Ethyl esters and triglycerides of omega−3 fatty acids show similar rates of absorption while monoglycerides and free fatty acids are absorbed significantly better. Absorption rates depend on the mode of consumption and fat content of the following/accompanying meal. This may explain discrepancies in results of different studies.

==Mechanism of action==
Omega-3-acid ethyl esters, like other omega−3 fatty acid-based drugs, appears to reduce production of triglycerides in the liver and to enhance clearance of triglycerides from circulating very low-density lipoprotein (VLDL) particles. The way it does that is not clear, but potential mechanisms include increased breakdown of fatty acids; inhibition of diglyceride acyltransferase, which is involved in biosynthesis of triglycerides in the liver; and increased activity of lipoprotein lipase in blood. The synthesis of triglycerides is reduced in the liver because EPA and DHA are poor substrates for the enzymes responsible for triglyceride synthesis.

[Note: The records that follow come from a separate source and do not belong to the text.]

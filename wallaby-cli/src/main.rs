//! Wallaby CLI
//!
//! A headless driver for testing and debugging: parses a file or an
//! inline string and prints the node tree and any recovered issues.

use anyhow::Result;
use owo_colors::OwoColorize;
use std::env;
use std::fs;
use wallaby_markup::{Dialect, parse_document};

fn usage() -> ! {
    eprintln!("Usage: wallaby <file.html|file.xml> [--base <uri>]");
    eprintln!("       wallaby --html '<p>...</p>' [--base <uri>]");
    eprintln!("       wallaby --xml '<doc>...</doc>' [--base <uri>]");
    std::process::exit(1)
}

fn main() -> Result<()> {
    let args: Vec<String> = env::args().collect();
    if args.len() < 2 {
        usage();
    }

    let mut input: Option<String> = None;
    let mut dialect = Dialect::Html;
    let mut base: Option<String> = None;

    let mut i = 1;
    while i < args.len() {
        match args[i].as_str() {
            flag @ ("--html" | "--xml") => {
                let Some(markup) = args.get(i + 1) else {
                    eprintln!("Error: {flag} requires a markup string argument");
                    usage();
                };
                dialect = if flag == "--xml" {
                    Dialect::Xml
                } else {
                    Dialect::Html
                };
                input = Some(markup.clone());
                i += 2;
            }
            "--base" => {
                let Some(uri) = args.get(i + 1) else {
                    eprintln!("Error: --base requires a URI argument");
                    usage();
                };
                base = Some(uri.clone());
                i += 2;
            }
            path => {
                if path.ends_with(".xml") {
                    dialect = Dialect::Xml;
                }
                input = Some(fs::read_to_string(path)?);
                i += 1;
            }
        }
    }

    let Some(input) = input else { usage() };
    let result = parse_document(&input, base.as_deref(), dialect);

    println!("=== Node Tree ({dialect}) ===");
    print!("{}", result.tree.outline(result.tree.root()));

    println!("\n=== Issues ===");
    if result.issues.is_empty() {
        println!("none");
    }
    for issue in &result.issues {
        println!(
            "{} at offset {}: {}",
            issue.kind.yellow(),
            issue.offset,
            issue.message
        );
    }

    Ok(())
}
//! URL resolution utilities.
//!
//! Elements created during a parse inherit the session's base URI so that
//! relative URLs in attributes (`href`, `src`, form `action`) can be made
//! absolute later. Resolution follows the common-case rules of the
//! [URL Standard](https://url.spec.whatwg.org/) without implementing the
//! full parsing algorithm.

/// Returns true when `href` already carries a URL scheme.
///
/// [URL Standard § 4.3](https://url.spec.whatwg.org/#url-parsing)
/// "An absolute-URL string is a URL-scheme string, followed by U+003A (:),
/// followed by a scheme-specific part."
#[must_use]
pub fn has_scheme(href: &str) -> bool {
    let Some((scheme, _)) = href.split_once(':') else {
        return false;
    };
    let mut chars = scheme.chars();
    chars.next().is_some_and(|c| c.is_ascii_alphabetic())
        && chars.all(|c| c.is_ascii_alphanumeric() || matches!(c, '+' | '-' | '.'))
}

/// Resolve a potentially relative URL against a base URL.
///
/// STEP 1: If url is an absolute URL, return url.
///
/// STEP 2: Otherwise, resolve url relative to base.
///
/// NOTE: This is a simplified implementation. Full URL resolution requires
/// implementing the URL Standard's URL parsing algorithm.
#[must_use]
pub fn resolve_url(href: &str, base_url: Option<&str>) -> String {
    // STEP 1: Check if href is already absolute.
    if has_scheme(href) {
        return href.to_string();
    }

    // STEP 2: Resolve relative URL against base.
    let Some(base) = base_url else {
        return href.to_string();
    };

    if href.starts_with("//") {
        // Protocol-relative URL - prepend scheme from base
        base.split_once(':').map_or_else(
            || format!("http:{href}"),
            |(scheme, _)| format!("{scheme}:{href}"),
        )
    } else if href.starts_with('/') {
        // Absolute path - join with the base's origin
        base.find("://").map_or_else(
            || href.to_string(),
            |scheme_end| {
                let after_scheme = &base[scheme_end + 3..];
                after_scheme.find('/').map_or_else(
                    // No path in base, just append
                    || format!("{base}{href}"),
                    |path_start| {
                        let origin = &base[..scheme_end + 3 + path_start];
                        format!("{origin}{href}")
                    },
                )
            },
        )
    } else {
        // Relative path - join with base directory
        //
        // TODO(url-resolution): normalize `.` and `..` path segments.
        let base_dir = base.rsplit_once('/').map_or(base, |(dir, _)| dir);
        format!("{base_dir}/{href}")
    }
}

#[cfg(test)]
mod tests {
    use super::{has_scheme, resolve_url};

    #[test]
    fn absolute_urls_pass_through() {
        assert!(has_scheme("https://example.com/a"));
        assert!(has_scheme("data:text/plain,hi"));
        assert!(!has_scheme("/rooted/path"));
        assert!(!has_scheme("relative/path"));
        assert_eq!(
            resolve_url("https://example.com/a", Some("https://other.com/")),
            "https://example.com/a"
        );
    }

    #[test]
    fn relative_paths_join_with_base_directory() {
        assert_eq!(
            resolve_url("login", Some("https://example.com/account/index.html")),
            "https://example.com/account/login"
        );
    }

    #[test]
    fn rooted_paths_join_with_origin() {
        assert_eq!(
            resolve_url("/submit", Some("https://example.com/deep/page.html")),
            "https://example.com/submit"
        );
    }

    #[test]
    fn protocol_relative_takes_base_scheme() {
        assert_eq!(
            resolve_url("//cdn.example.com/x", Some("https://example.com/")),
            "https://cdn.example.com/x"
        );
    }

    #[test]
    fn missing_base_returns_href_unchanged() {
        assert_eq!(resolve_url("form.cgi", None), "form.cgi");
    }
}
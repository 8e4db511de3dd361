//! Dialect policy for the tree builder and tokenizer.
//!
//! HTML-flavored and XML-flavored parsing share one tree builder; the few
//! places where they genuinely differ are expressed as this capability
//! set rather than as a builder-per-dialect hierarchy.

use strum_macros::Display;

use wallaby_dom::Tag;

/// The markup dialect being parsed.
#[derive(Debug, Clone, Copy, PartialEq, Eq, Display)]
pub enum Dialect {
    /// Lenient HTML: tag and attribute names fold to ASCII lowercase,
    /// void and self-nesting tag rules apply, bogus comments stay
    /// comments.
    Html,
    /// Lenient XML: case is preserved, the document root sits on the
    /// open-element stack, and bogus comments that encode declarations
    /// are re-materialized as declaration nodes.
    Xml,
}

impl Dialect {
    /// Whether the document root is pushed onto the open-element stack at
    /// the start of a parse.
    #[must_use]
    pub const fn keeps_root_on_stack(self) -> bool {
        matches!(self, Self::Xml)
    }

    /// Whether bogus comments whose data starts with `!` or `?` are
    /// re-materialized as declaration nodes instead of literal comments.
    #[must_use]
    pub const fn reinterprets_bogus_comments(self) -> bool {
        matches!(self, Self::Xml)
    }

    /// Whether tag and attribute names fold to ASCII lowercase.
    #[must_use]
    pub const fn folds_names(self) -> bool {
        matches!(self, Self::Html)
    }

    /// Whether a start tag for `tag` implicitly closes an already-open
    /// element of the same name (`<li>one<li>two` as siblings).
    #[must_use]
    pub fn implicitly_closes_siblings(self, tag: &Tag) -> bool {
        matches!(self, Self::Html) && tag.closes_same_name()
    }

    /// Whether form-listed controls are associated with the innermost
    /// open `form` element during the parse.
    #[must_use]
    pub const fn associates_form_controls(self) -> bool {
        matches!(self, Self::Html)
    }

    /// Fold a tag or attribute name according to this dialect's case
    /// rules.
    #[must_use]
    pub fn fold_name(self, name: &str) -> String {
        if self.folds_names() {
            name.to_ascii_lowercase()
        } else {
            name.to_string()
        }
    }
}
//! Common utilities for the wallaby markup engine.
//!
//! This crate provides shared infrastructure used by the parsing crates:
//! - **Warning System** - deduplicated colored terminal output for
//!   recoverable anomalies
//! - **URL resolution** - base-URI handling for relative URLs

pub mod url;
pub mod warning;
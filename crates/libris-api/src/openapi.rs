//! OpenAPI document served at `/api-docs/openapi.json`

use crate::auth::service::{AuthResponse, LoginRequest, RefreshRequest, RegisterRequest};
use crate::error::ApiError;
use crate::handlers::admin::PurgeResponse;
use crate::handlers::auth::LogoutResponse;
use crate::handlers::health::{HealthResponse, ReadinessChecks, ReadinessResponse};
use libris_core::{UserPublic, UserRole};
use utoipa::openapi::security::{HttpAuthScheme, HttpBuilder, SecurityScheme};
use utoipa::{Modify, OpenApi};

#[derive(OpenApi)]
#[openapi(
    info(
        title = "libris API",
        description = "Authentication core of the libris library backend. \
                       Protected endpoints take `Authorization: Bearer <access_token>`."
    ),
    paths(
        crate::handlers::health::health_check,
        crate::handlers::health::readiness_check,
        crate::handlers::auth::register_handler,
        crate::handlers::auth::login_handler,
        crate::handlers::auth::refresh_handler,
        crate::handlers::auth::logout_handler,
        crate::handlers::auth::me_handler,
        crate::handlers::admin::purge_refresh_tokens_handler,
    ),
    components(schemas(
        RegisterRequest,
        LoginRequest,
        RefreshRequest,
        AuthResponse,
        UserPublic,
        UserRole,
        LogoutResponse,
        PurgeResponse,
        HealthResponse,
        ReadinessResponse,
        ReadinessChecks,
        ApiError,
    )),
    modifiers(&SecurityAddon),
    tags(
        (name = "health", description = "Liveness and readiness"),
        (name = "auth", description = "Registration, login and token rotation"),
        (name = "admin", description = "Owner-only maintenance"),
    )
)]
pub struct ApiDoc;

struct SecurityAddon;

impl Modify for SecurityAddon {
    fn modify(&self, openapi: &mut utoipa::openapi::OpenApi) {
        if let Some(components) = openapi.components.as_mut() {
            components.add_security_scheme(
                "bearer_auth",
                SecurityScheme::Http(
                    HttpBuilder::new()
                        .scheme(HttpAuthScheme::Bearer)
                        .bearer_format("JWT")
                        .build(),
                ),
            );
        }
    }
}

==Physical and chemical properties==
The active ingredient is concentrated omega-3-acid ethyl esters that are made from fish body oils that are purified and esterified. For the Lovaza product, each 1000 mg softgel capsule contains 840 mg omega−3 fatty acids: eicosapentaenoic acid ethyl ester (460 mg) and docosahexaenoic acid ethyl ester (380 mg).

==History==
Pronova BioPharma ASA had its roots in Norway's codfish liver oil industry. The company was founded in 1991 as a spinout from the JC Martens company, which was founded in 1838 in Bergen, Norway. Pronova developed the concentrated omega-3-acid ethyl esters formulation that is the active pharmaceutical ingredient of Lovaza.

Pronova won approvals to market the drug, called Omacor in Europe (and initially in the US), in several European countries in 2001 after conducting a three-and-a-half-year trial in 11,000 subjects; The company partnered with other companies like Pierre Fabre in France. In 2004, Pronova licensed the US and Puerto Rican rights to Reliant Therapeutics, whose business model was in-licensing of cardiovascular drugs. In that same year, Reliant and Pronova won FDA approval for the drug, and it was launched in the US and Europe in 2005. Global sales in 2005 were $144M, and by 2008, they were $778M. In 2007 GlaxoSmithKline acquired Reliant for $1.65 billion in cash.

In 2009, generic companies Teva Pharmaceuticals and Par Pharmaceutical made clear their intentions to file Abbreviated New Drug Applications ("ANDAs") to bring generics to market, and in April 2009, Pronova sued them from infringing the key US patents covering Lovaza, US 5,656,667 (due to expire in April 2017), US 5,502,077 (exp March 2013). Subsequently, in May 2012, a district court ruled in Pronova's favor, saying that the patents were valid. The generic companies appealed, and in September 2013, the Federal Circuit reversed, saying that because more than one year before Pronova's predecessor company applied for a patent, it had sent samples of the fish oil used in Lovaza to a researcher for testing. This event thus constituted "public use" that invalidated the patent in question. Generic versions of Lovaza were introduced in America in April 2014.

Pronova has continued to manufacture the ingredients in Lovaza, and in 2012, BASF announced it would acquire Pronova for $844 million. The deal closed in 2013.

== Society and culture ==
=== Brand names ===
- Lovaza (US)/Omacor (Europe). It was approved in the United States in 2004.
- Omtryg is another brand of omega-3-acid ethyl esters developed by Trygg Pharma, Inc. and was approved by the FDA in 2014.